Но и не за это полюбила его Анна. Вернее, и за это, и не за это. Просто так получилось. Неясные мечты ее юности были навеяны книгами Жеромского, Пруса, Ожешко, которых впоследствии обычно заменяют другие властители дум, но это происходит значительно позднее, когда характер уже сформируется. Мечты заставляли ее искать в жизни не обыденное счастье, а что-то более возвышенное. Откуда Анне было знать, как должен выглядеть ее идеал? И почему напыщенные речи молодого адвоката не могли сойти за воплощение ее мечтаний?
К тому же была весна, и эпидемия влюбленности поразила и ее и всех ее подруг. Теперь объяснять все ошибкой нельзя - это будет трусостью и ложью. Нет, именно любовь родилась тогда, выросла в этом мрачном зале и в течение двух или трех лет составляла смысл существования Анны, помогла почти безропотно перенести личные неудачи и в их числе самую большую - отказ от своей профессии.
Став женой Виктора, она не могла спокойно уснуть, если на следующий день у него было важное дело в суде.
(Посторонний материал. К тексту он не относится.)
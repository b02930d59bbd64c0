//! Logging for the integration manager.
//!
//! One subscriber per process, with `log::` records from sqlx and sea-orm
//! bridged into it. Admin API requests run inside a [`TraceContext`] so that
//! error bodies and the `x-trace-id` response header carry the same ID.

use std::any::type_name_of_val;
use std::sync::atomic::{AtomicBool, Ordering};

use log::LevelFilter;
use thiserror::Error;
use tokio::task_local;
use tracing_log::LogTracer;
use tracing_subscriber::{
    EnvFilter, fmt,
    layer::Layer,
    layer::SubscriberExt,
    util::{SubscriberInitExt, TryInitError},
};
use uuid::Uuid;

use crate::config::AppConfig;

/// Longest caller-supplied trace ID that is echoed back
pub const MAX_TRACE_ID_LEN: usize = 128;

/// Correlation ID for one admin API request
#[derive(Debug, Clone, PartialEq, Eq)]
pub struct TraceContext {
    pub trace_id: String,
}

impl TraceContext {
    /// Use the caller's ID when it is printable and reasonably short;
    /// otherwise mint a new one.
    pub fn from_header(value: Option<&str>) -> Self {
        let trace_id = value
            .map(str::trim)
            .filter(|v| {
                !v.is_empty()
                    && v.len() <= MAX_TRACE_ID_LEN
                    && v.chars().all(|c| c.is_ascii_graphic())
            })
            .map(str::to_string)
            .unwrap_or_else(|| Uuid::new_v4().to_string());
        Self { trace_id }
    }
}

task_local! {
    static ACTIVE_TRACE_CONTEXT: TraceContext;
}

#[derive(Debug, Error)]
pub enum TelemetryInitError {
    #[error("failed to install log tracer bridge: {0}")]
    LogTracer(#[from] log::SetLoggerError),
    #[error("failed to install tracing subscriber: {0}")]
    Subscriber(#[from] TryInitError),
}

static TELEMETRY_INITIALIZED: AtomicBool = AtomicBool::new(false);

/// Filter used when `RUST_LOG` is unset. sqlx statement logs stay at `warn`
/// unless the service itself runs at `debug` or `trace`.
pub fn default_filter_directives(log_level: &str) -> String {
    let level = log_level.trim().to_ascii_lowercase();
    let sqlx = if matches!(level.as_str(), "debug" | "trace") {
        level.as_str()
    } else {
        "warn"
    };
    format!("{level},sqlx={sqlx},sea_orm_migration=info")
}

pub fn init_tracing(config: &AppConfig) -> Result<(), TelemetryInitError> {
    if TELEMETRY_INITIALIZED
        .compare_exchange(false, true, Ordering::SeqCst, Ordering::SeqCst)
        .is_err()
    {
        return Ok(());
    }

    if let Err(err) = LogTracer::builder()
        .with_max_level(LevelFilter::Trace)
        .init()
    {
        let logger_type = type_name_of_val(log::logger());
        if !logger_type.contains("LogTracer") {
            eprintln!(
                "Warning: failed to install log tracer bridge: {}. sqlx and sea-orm logs will be lost.",
                err
            );
        }
    }

    let env_filter = EnvFilter::try_from_default_env()
        .unwrap_or_else(|_| EnvFilter::new(default_filter_directives(&config.log_level)));

    let fmt_layer = match config.log_format.as_str() {
        "pretty" => fmt::layer().pretty().boxed(),
        _ => fmt::layer().json().with_current_span(false).boxed(),
    };

    if let Err(err) = tracing_subscriber::registry()
        .with(env_filter)
        .with(fmt_layer)
        .try_init()
    {
        TELEMETRY_INITIALIZED.store(false, Ordering::SeqCst);
        eprintln!(
            "Warning: failed to set global tracing subscriber: {}. Default subscriber remains in effect.",
            err
        );
        return Ok(());
    }

    tracing::info!(
        profile = %config.profile,
        log_format = %config.log_format,
        "Telemetry initialized"
    );
    Ok(())
}

pub async fn with_trace_context<Fut, R>(context: TraceContext, future: Fut) -> R
where
    Fut: std::future::Future<Output = R>,
{
    ACTIVE_TRACE_CONTEXT.scope(context, future).await
}

/// Trace ID of the request the current task is serving, if any
pub fn current_trace_id() -> Option<String> {
    ACTIVE_TRACE_CONTEXT
        .try_with(|ctx| ctx.trace_id.clone())
        .ok()
}
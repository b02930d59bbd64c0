//! # Authentication
//!
//! Operator bearer authentication for the admin API. Every route except the
//! service info and liveness endpoints sits behind [`auth_middleware`].

use std::sync::Arc;

use axum::{
    extract::{FromRef, FromRequestParts, Request, State},
    http::{HeaderMap, header::AUTHORIZATION, request::Parts},
    middleware::Next,
    response::Response,
};
use subtle::ConstantTimeEq;

use crate::config::AppConfig;
use crate::error::{ApiError, unauthorized};
use crate::server::AppState;

/// Marker type for authenticated operator requests
#[derive(Debug, Clone, Copy, PartialEq, Eq)]
pub struct OperatorAuth;

impl FromRef<AppState> for Arc<AppConfig> {
    fn from_ref(app_state: &AppState) -> Self {
        Arc::clone(&app_state.config)
    }
}

/// Rejects requests without a valid operator bearer token.
///
/// With no tokens configured (only allowed in the `local` and `test`
/// profiles) every request is let through.
pub async fn auth_middleware(
    State(config): State<Arc<AppConfig>>,
    mut request: Request,
    next: Next,
) -> Result<Response, ApiError> {
    if !config.operator_tokens.is_empty() {
        let token = extract_bearer_token(request.headers())?;
        validate_token(&config, token)?;
        tracing::debug!("Authenticated operator request");
    }

    request.extensions_mut().insert(OperatorAuth);
    Ok(next.run(request).await)
}

fn extract_bearer_token(headers: &HeaderMap) -> Result<&str, ApiError> {
    let header = headers
        .get(AUTHORIZATION)
        .ok_or_else(|| unauthorized(Some("Missing Authorization header")))?
        .to_str()
        .map_err(|_| unauthorized(Some("Invalid Authorization header")))?;

    header
        .strip_prefix("Bearer ")
        .ok_or_else(|| unauthorized(Some("Authorization header must use Bearer scheme")))
}

fn validate_token(config: &AppConfig, token: &str) -> Result<(), ApiError> {
    let is_valid = config
        .operator_tokens
        .iter()
        .any(|configured| ConstantTimeEq::ct_eq(token.as_bytes(), configured.as_bytes()).into());

    if is_valid {
        Ok(())
    } else {
        Err(unauthorized(Some("Invalid bearer token")))
    }
}

impl<S> FromRequestParts<S> for OperatorAuth
where
    S: Sync,
{
    type Rejection = ApiError;

    async fn from_request_parts(parts: &mut Parts, _state: &S) -> Result<Self, Self::Rejection> {
        parts
            .extensions
            .get::<OperatorAuth>()
            .copied()
            .ok_or_else(|| unauthorized(Some("Operator authentication required")))
    }
}
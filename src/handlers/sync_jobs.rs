//! # Sync Job Handlers
//!
//! Creating a sync job only records it as `pending` and queues it; the
//! background worker drives it to `completed` or `failed`. Clients poll the
//! job to follow progress.

use axum::{
    extract::{
        Path, Query, State,
        rejection::{JsonRejection, PathRejection, QueryRejection},
    },
    http::StatusCode,
    response::Json,
};
use serde::Deserialize;
use serde_json::json;
use utoipa::IntoParams;
use uuid::Uuid;

use super::integrations::parse_id;
use crate::auth::OperatorAuth;
use crate::error::{ApiError, validation_error};
use crate::manager::NewSyncJob;
use crate::models::{DataSyncJob, SyncJobStatus, SyncJobType};
use crate::repositories::SyncJobFilter;
use crate::server::AppState;

const DEFAULT_LIMIT: u64 = 50;
const MAX_LIMIT: u64 = 100;

/// Query parameters for listing sync jobs
#[derive(Debug, Default, Deserialize, IntoParams)]
#[into_params(parameter_in = Query)]
pub struct ListSyncJobsQuery {
    /// Only jobs for this integration
    pub integration_id: Option<Uuid>,
    /// Only jobs in this state
    pub status: Option<SyncJobStatus>,
    /// Only jobs of this type
    pub job_type: Option<SyncJobType>,
    /// Maximum number of jobs (default 50, max 100)
    pub limit: Option<u64>,
}

impl ListSyncJobsQuery {
    fn into_filter(self) -> Result<SyncJobFilter, ApiError> {
        let limit = self.limit.unwrap_or(DEFAULT_LIMIT);
        if limit == 0 || limit > MAX_LIMIT {
            return Err(validation_error(
                "Invalid query parameters",
                json!({ "limit": format!("Must be between 1 and {}", MAX_LIMIT) }),
            ));
        }

        Ok(SyncJobFilter {
            integration_id: self.integration_id,
            status: self.status,
            job_type: self.job_type,
            limit: Some(limit),
        })
    }
}

/// List sync jobs, newest first
#[utoipa::path(
    get,
    path = "/sync-jobs",
    security(("bearer_auth" = [])),
    params(ListSyncJobsQuery),
    responses(
        (status = 200, description = "Sync jobs matching the filters", body = [DataSyncJob]),
        (status = 400, description = "Invalid query parameters", body = ApiError),
        (status = 401, description = "Missing or invalid bearer token", body = ApiError)
    ),
    tag = "sync-jobs"
)]
pub async fn list_sync_jobs(
    State(state): State<AppState>,
    _operator_auth: OperatorAuth,
    query: Result<Query<ListSyncJobsQuery>, QueryRejection>,
) -> Result<Json<Vec<DataSyncJob>>, ApiError> {
    let Query(query) = query.map_err(|e| {
        validation_error("Invalid query parameters", json!({ "query": e.body_text() }))
    })?;
    let filter = query.into_filter()?;
    Ok(Json(state.manager.list_sync_jobs(filter).await?))
}

/// Create a sync job and queue it for the background worker
#[utoipa::path(
    post,
    path = "/sync-jobs",
    security(("bearer_auth" = [])),
    request_body = NewSyncJob,
    responses(
        (status = 202, description = "Sync job accepted in pending state", body = DataSyncJob),
        (status = 400, description = "Invalid request body", body = ApiError),
        (status = 404, description = "Integration not found", body = ApiError)
    ),
    tag = "sync-jobs"
)]
pub async fn create_sync_job(
    State(state): State<AppState>,
    _operator_auth: OperatorAuth,
    payload: Result<Json<NewSyncJob>, JsonRejection>,
) -> Result<(StatusCode, Json<DataSyncJob>), ApiError> {
    let Json(request) = payload?;
    let job = state.manager.create_sync_job(request).await?;
    Ok((StatusCode::ACCEPTED, Json(job)))
}

#[utoipa::path(
    get,
    path = "/sync-jobs/{id}",
    security(("bearer_auth" = [])),
    params(("id" = Uuid, Path, description = "Sync job ID")),
    responses(
        (status = 200, description = "Sync job", body = DataSyncJob),
        (status = 400, description = "Malformed ID", body = ApiError),
        (status = 404, description = "Sync job not found", body = ApiError)
    ),
    tag = "sync-jobs"
)]
pub async fn get_sync_job(
    State(state): State<AppState>,
    _operator_auth: OperatorAuth,
    path: Result<Path<Uuid>, PathRejection>,
) -> Result<Json<DataSyncJob>, ApiError> {
    let id = parse_id(path)?;
    Ok(Json(state.manager.get_sync_job(id).await?))
}
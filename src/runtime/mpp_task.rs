// Licensed to the Apache Software Foundation (ASF) under one
// or more contributor license agreements.  See the NOTICE file
// distributed with this work for additional information
// regarding copyright ownership.  The ASF licenses this file
// to you under the Apache License, Version 2.0 (the
// "License"); you may not use this file except in compliance
// with the License.  You may obtain a copy of the License at
//
//   http://www.apache.org/licenses/LICENSE-2.0
//
// Unless required by applicable law or agreed to in writing,
// software distributed under the License is distributed on an
// "AS IS" BASIS, WITHOUT WARRANTIES OR CONDITIONS OF ANY
// KIND, either express or implied.  See the License for the
// specific language governing permissions and limitations
// under the License.
//! MPP task identity and the surface the task manager needs from a task.
//!
//! The task's execution logic lives elsewhere; the registry only reads the
//! identity and thread requirement, invokes the abort hook and asks for tunnels.

use std::fmt;
use std::sync::Arc;

use super::mpp_tunnel::MppTunnel;

/// Identity of one node-local MPP task.
///
/// `start_ts` is the query's start timestamp and doubles as the query id; it is
/// globally comparable across nodes.
#[derive(Copy, Clone, Debug, Eq, PartialEq, Hash, Ord, PartialOrd)]
pub struct MppTaskId {
    pub start_ts: u64,
    pub task_id: i64,
}

impl MppTaskId {
    pub const fn new(start_ts: u64, task_id: i64) -> Self {
        Self { start_ts, task_id }
    }

    #[inline]
    pub const fn query_id(&self) -> u64 {
        self.start_ts
    }
}

impl fmt::Display for MppTaskId {
    fn fmt(&self, f: &mut fmt::Formatter<'_>) -> fmt::Result {
        write!(f, "[{},{}]", self.start_ts, self.task_id)
    }
}

/// Cause of a query abort, forwarded verbatim to every task of the query.
#[derive(Copy, Clone, Debug, Eq, PartialEq, Hash)]
pub enum AbortType {
    /// The client (or coordinator) cancelled the query.
    OnCancellation,
    /// A task of the query hit a fatal error.
    OnError,
    /// The query exceeded its deadline.
    OnTimeout,
}

impl AbortType {
    pub fn as_str(&self) -> &'static str {
        match self {
            AbortType::OnCancellation => "ONCANCELLATION",
            AbortType::OnError => "ONERROR",
            AbortType::OnTimeout => "ONTIMEOUT",
        }
    }
}

impl fmt::Display for AbortType {
    fn fmt(&self, f: &mut fmt::Formatter<'_>) -> fmt::Result {
        f.write_str(self.as_str())
    }
}

/// A task as seen by the task manager.
///
/// `cancel` is invoked while the manager lock is held and must not block: set a
/// flag, wake the task's own waiters, and return.
pub trait MppTask: Send + Sync {
    fn id(&self) -> MppTaskId;

    /// Threads the task occupies once admitted.
    fn needed_threads(&self) -> usize;

    fn cancel(&self, reason: &str, abort_type: AbortType);

    /// Tunnel that sends this task's output to `receiver`.
    fn tunnel(&self, receiver: &MppTaskId) -> Result<Arc<dyn MppTunnel>, String>;
}
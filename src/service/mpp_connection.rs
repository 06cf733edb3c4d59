// Licensed to the Apache Software Foundation (ASF) under one
// or more contributor license agreements.  See the NOTICE file
// distributed with this work for additional information
// regarding copyright ownership.  The ASF licenses this file
// to you under the Apache License, Version 2.0 (the
// "License"); you may not use this file except in compliance
// with the License.  You may obtain a copy of the License at
//
//   http://www.apache.org/licenses/LICENSE-2.0
//
// Unless required by applicable law or agreed to in writing,
// software distributed under the License is distributed on an
// "AS IS" BASIS, WITHOUT WARRANTIES OR CONDITIONS OF ANY
// KIND, either express or implied.  See the License for the
// specific language governing permissions and limitations
// under the License.
//! Receiver-side setup of a local MPP connection.
//!
//! When sender and receiver tasks run in the same process the receiver skips
//! the RPC path and asks the task manager for the sender's tunnel directly.

use std::sync::Arc;
use std::time::Duration;

use crate::common::config::mpp_find_tunnel_timeout;
use crate::novarocks_logging::{debug, warn};
use crate::runtime::mpp_error::MppTaskError;
use crate::runtime::mpp_task_manager::MppTaskManager;
use crate::runtime::mpp_tunnel::{EstablishMppConnectionRequest, MppTunnel};

/// Finds the sender's tunnel, checks that it is local and connects it.
///
/// Waits up to `[mpp].find_tunnel_timeout_ms` for the sender task to register.
pub fn establish_mpp_connection_local(
    request: &EstablishMppConnectionRequest,
    manager: &MppTaskManager,
) -> Result<Arc<dyn MppTunnel>, MppTaskError> {
    establish_with_timeout(request, manager, mpp_find_tunnel_timeout())
}

fn establish_with_timeout(
    request: &EstablishMppConnectionRequest,
    manager: &MppTaskManager,
    timeout: Duration,
) -> Result<Arc<dyn MppTunnel>, MppTaskError> {
    let tunnel = manager.find_tunnel_with_timeout(request, timeout)?;
    if !tunnel.is_local() {
        warn!(
            "establish local mpp connection on remote tunnel {}: {}",
            tunnel.tunnel_id(),
            request
        );
        return Err(MppTaskError::Connection(format!(
            "EstablishMPPConnectionLocal into a remote channel: {}",
            tunnel.tunnel_id()
        )));
    }
    tunnel.connect().map_err(|err| {
        MppTaskError::Connection(format!(
            "connect local tunnel {} failed: {}",
            tunnel.tunnel_id(),
            err
        ))
    })?;
    debug!("local mpp connection established: {}", request);
    Ok(tunnel)
}

#[cfg(test)]
mod tests {
    use std::sync::Arc;
    use std::sync::atomic::{AtomicBool, Ordering};
    use std::time::Duration;

    use super::establish_with_timeout;
    use crate::runtime::aborted_queries::AbortedQueryCache;
    use crate::runtime::min_tso_scheduler::MinTsoScheduler;
    use crate::runtime::mpp_error::MppTaskError;
    use crate::runtime::mpp_task::{AbortType, MppTask, MppTaskId};
    use crate::runtime::mpp_task_manager::MppTaskManager;
    use crate::runtime::mpp_tunnel::{EstablishMppConnectionRequest, MppTunnel};

    #[derive(Debug)]
    struct FakeTunnel {
        local: bool,
        fail_connect: bool,
        connected: AtomicBool,
    }

    impl MppTunnel for FakeTunnel {
        fn tunnel_id(&self) -> &str {
            "tunnel:[1,1]->[1,2]"
        }
        fn is_local(&self) -> bool {
            self.local
        }
        fn connect(&self) -> Result<(), String> {
            if self.fail_connect {
                return Err("receiver already attached".to_string());
            }
            self.connected.store(true, Ordering::SeqCst);
            Ok(())
        }
    }

    struct SenderTask {
        tunnel: Arc<FakeTunnel>,
    }

    impl MppTask for SenderTask {
        fn id(&self) -> MppTaskId {
            MppTaskId::new(1, 1)
        }
        fn needed_threads(&self) -> usize {
            1
        }
        fn cancel(&self, _reason: &str, _abort_type: AbortType) {}
        fn tunnel(&self, _receiver: &MppTaskId) -> Result<Arc<dyn MppTunnel>, String> {
            Ok(self.tunnel.clone())
        }
    }

    fn setup(local: bool, fail_connect: bool) -> (MppTaskManager, Arc<FakeTunnel>) {
        let mgr = MppTaskManager::with_aborted_cache(
            MinTsoScheduler::new(8, 8),
            AbortedQueryCache::new(8, Duration::from_secs(60)),
        );
        let tunnel = Arc::new(FakeTunnel {
            local,
            fail_connect,
            connected: AtomicBool::new(false),
        });
        let task = Arc::new(SenderTask {
            tunnel: tunnel.clone(),
        });
        assert_eq!(mgr.register_task(task), Ok(true));
        (mgr, tunnel)
    }

    fn request() -> EstablishMppConnectionRequest {
        EstablishMppConnectionRequest::new(MppTaskId::new(1, 1), MppTaskId::new(1, 2))
    }

    #[test]
    fn connects_local_tunnel() {
        let (mgr, tunnel) = setup(true, false);
        let found = establish_with_timeout(&request(), &mgr, Duration::from_millis(100))
            .expect("local tunnel");
        assert_eq!(found.tunnel_id(), "tunnel:[1,1]->[1,2]");
        assert!(tunnel.connected.load(Ordering::SeqCst));
    }

    #[test]
    fn rejects_remote_tunnel() {
        let (mgr, tunnel) = setup(false, false);
        let err = establish_with_timeout(&request(), &mgr, Duration::from_millis(100))
            .expect_err("remote tunnel");
        assert!(matches!(err, MppTaskError::Connection(_)));
        assert!(err.to_string().contains("remote channel"), "{err}");
        assert!(!tunnel.connected.load(Ordering::SeqCst));
    }

    #[test]
    fn surfaces_connect_failure() {
        let (mgr, _tunnel) = setup(true, true);
        let err = establish_with_timeout(&request(), &mgr, Duration::from_millis(100))
            .expect_err("connect fails");
        assert!(err.to_string().contains("receiver already attached"), "{err}");
    }

    #[test]
    fn unknown_sender_times_out() {
        let (mgr, _tunnel) = setup(true, false);
        let req = EstablishMppConnectionRequest::new(MppTaskId::new(2, 1), MppTaskId::new(2, 2));
        let err = establish_with_timeout(&req, &mgr, Duration::from_millis(20))
            .expect_err("no sender");
        assert!(err.is_retryable());
    }
}
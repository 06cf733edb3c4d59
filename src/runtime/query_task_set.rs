// Licensed to the Apache Software Foundation (ASF) under one
// or more contributor license agreements.  See the NOTICE file
// distributed with this work for additional information
// regarding copyright ownership.  The ASF licenses this file
// to you under the Apache License, Version 2.0 (the
// "License"); you may not use this file except in compliance
// with the License.  You may obtain a copy of the License at
//
//   http://www.apache.org/licenses/LICENSE-2.0
//
// Unless required by applicable law or agreed to in writing,
// software distributed under the License is distributed on an
// "AS IS" BASIS, WITHOUT WARRANTIES OR CONDITIONS OF ANY
// KIND, either express or implied.  See the License for the
// specific language governing permissions and limitations
// under the License.
//! Per-query bookkeeping held by the MPP task manager.
//!
//! Every read and write happens under the task manager lock. `aborting` works as
//! a write lock on the set: once it flips, registration is refused and only the
//! abort path and task teardown touch the collections.

use std::collections::{HashMap, VecDeque};
use std::sync::Arc;

use super::mpp_task::{MppTask, MppTaskId};

/// A registered task together with the thread count reserved for it.
#[derive(Clone)]
pub(crate) struct TaskEntry {
    pub(crate) task: Arc<dyn MppTask>,
    pub(crate) needed_threads: usize,
}

impl TaskEntry {
    pub(crate) fn new(task: Arc<dyn MppTask>) -> Self {
        let needed_threads = task.needed_threads();
        Self {
            task,
            needed_threads,
        }
    }

    pub(crate) fn id(&self) -> MppTaskId {
        self.task.id()
    }
}

/// Where a removed task was found.
pub(crate) enum RemovedTask {
    Admitted(TaskEntry),
    Waiting(TaskEntry),
}

#[derive(Default)]
pub(crate) struct QueryTaskSet {
    pub(crate) aborting: bool,
    pub(crate) error_reason: String,
    tasks: HashMap<MppTaskId, TaskEntry>,
    waiting: VecDeque<TaskEntry>,
}

impl QueryTaskSet {
    pub(crate) fn new() -> Self {
        Self::default()
    }

    pub(crate) fn is_empty(&self) -> bool {
        self.tasks.is_empty() && self.waiting.is_empty()
    }

    pub(crate) fn has_admitted(&self) -> bool {
        !self.tasks.is_empty()
    }

    pub(crate) fn has_waiting(&self) -> bool {
        !self.waiting.is_empty()
    }

    pub(crate) fn contains(&self, id: &MppTaskId) -> bool {
        self.tasks.contains_key(id) || self.waiting.iter().any(|e| e.id() == *id)
    }

    pub(crate) fn is_admitted(&self, id: &MppTaskId) -> bool {
        self.tasks.contains_key(id)
    }

    /// Admitted or waiting task with the given id.
    pub(crate) fn find_task(&self, id: &MppTaskId) -> Option<&Arc<dyn MppTask>> {
        self.tasks
            .get(id)
            .or_else(|| self.waiting.iter().find(|e| e.id() == *id))
            .map(|e| &e.task)
    }

    pub(crate) fn admit(&mut self, entry: TaskEntry) {
        debug_assert!(!self.contains(&entry.id()));
        self.tasks.insert(entry.id(), entry);
    }

    pub(crate) fn push_waiting(&mut self, entry: TaskEntry) {
        debug_assert!(!self.contains(&entry.id()));
        self.waiting.push_back(entry);
    }

    pub(crate) fn front_waiting_threads(&self) -> Option<usize> {
        self.waiting.front().map(|e| e.needed_threads)
    }

    /// Moves the head of the waiting queue into the admitted map.
    pub(crate) fn admit_front_waiting(&mut self) -> Option<MppTaskId> {
        let entry = self.waiting.pop_front()?;
        let id = entry.id();
        self.tasks.insert(id, entry);
        Some(id)
    }

    pub(crate) fn remove(&mut self, id: &MppTaskId) -> Option<RemovedTask> {
        if let Some(entry) = self.tasks.remove(id) {
            return Some(RemovedTask::Admitted(entry));
        }
        let pos = self.waiting.iter().position(|e| e.id() == *id)?;
        self.waiting.remove(pos).map(RemovedTask::Waiting)
    }

    pub(crate) fn admitted_tasks(&self) -> impl Iterator<Item = &Arc<dyn MppTask>> {
        self.tasks.values().map(|e| &e.task)
    }

    pub(crate) fn drain_waiting(&mut self) -> Vec<TaskEntry> {
        self.waiting.drain(..).collect()
    }

    pub(crate) fn snapshot(&self, query_id: u64) -> QueryTaskSetSnapshot {
        let mut admitted: Vec<i64> = self.tasks.keys().map(|id| id.task_id).collect();
        admitted.sort_unstable();
        QueryTaskSetSnapshot {
            query_id,
            aborting: self.aborting,
            error_reason: self.error_reason.clone(),
            admitted,
            waiting: self.waiting.iter().map(|e| e.id().task_id).collect(),
        }
    }
}

/// Read-only copy of one query's registry entry, for diagnostics.
#[derive(Clone, Debug, Eq, PartialEq)]
pub struct QueryTaskSetSnapshot {
    pub query_id: u64,
    pub aborting: bool,
    pub error_reason: String,
    /// Admitted task ids, ascending.
    pub admitted: Vec<i64>,
    /// Waiting task ids in admission order.
    pub waiting: Vec<i64>,
}

impl QueryTaskSetSnapshot {
    pub fn task_count(&self) -> usize {
        self.admitted.len() + self.waiting.len()
    }
}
С замиранием сердца слушала она реплики прокурора и волновалась так, будто ей самой предстояло долгие годы сидеть за решеткой, если бы Виктор проиграл дело, но зато совершенно спокойно встретила сообщение о том, что ему не удалось найти для нее место стажера-юриста. Виктор, правда, постарался смягчить этот удар рассуждениями о том, что сейчас среди адвокатов безработица и даже отцы семейств не могут пробиться в адвокатуру, так зачем же ей, материально обеспеченной, переходить им дорогу?
Анна согласилась и некоторое время была даже довольна: так она еще ближе к Виктору.
Он, как говорится, был хорошим мужем. Всегда спокойный, ласковый (а в случае чего, сыграв на чувствительной струнке, его легко было сделать ласковым), он любил ее, правда, быть может, немножко показной любовью, но вполне искренно. Виктор гордился Анной, ее нарядами, ее красотой, охотно ездил с ней к портным, скорнякам, модисткам, разбирался в модах не хуже ее самой, волновался, спорил, был даже ревнив, но ровно настолько, чтобы жена все время чувствовала, как ее любят и ценят, потому что, в сущности, не мог себе представить, будто кто-то может сравниться с ним. Был ли он сам ей верен? Сначала Анна была слишком влюблена, чтобы в этом усомниться, а со временем вопрос этот волновал ее все меньше и меньше.
Словом, когда подруги приходили к ней с жалобами на свою супружескую жизнь, Анна слушала их с удивлением: ее Виктор не совершил далее десятой доли таких проступков. Она вполне могла бы сказать: "Мой? Никогда!" - но молчала. Знакомые и друзья считали их брак образцовым.
С чего же все началось? Почему эта бесспорная, искренняя и взаимная любовь начала гаснуть? Физическое отвращение? Нет, этим вопросам она вообще не придавала большого значения, да ничего такого и не чувствовала, скорее наоборот. Понравился кто-то другой? Ничего подобного. И вот теперь она была не в состоянии ни объяснить внутреннего импульса, толкнувшего ее в свое время к Виктору, ни осознать истинной причины своей все растущей отчужденности.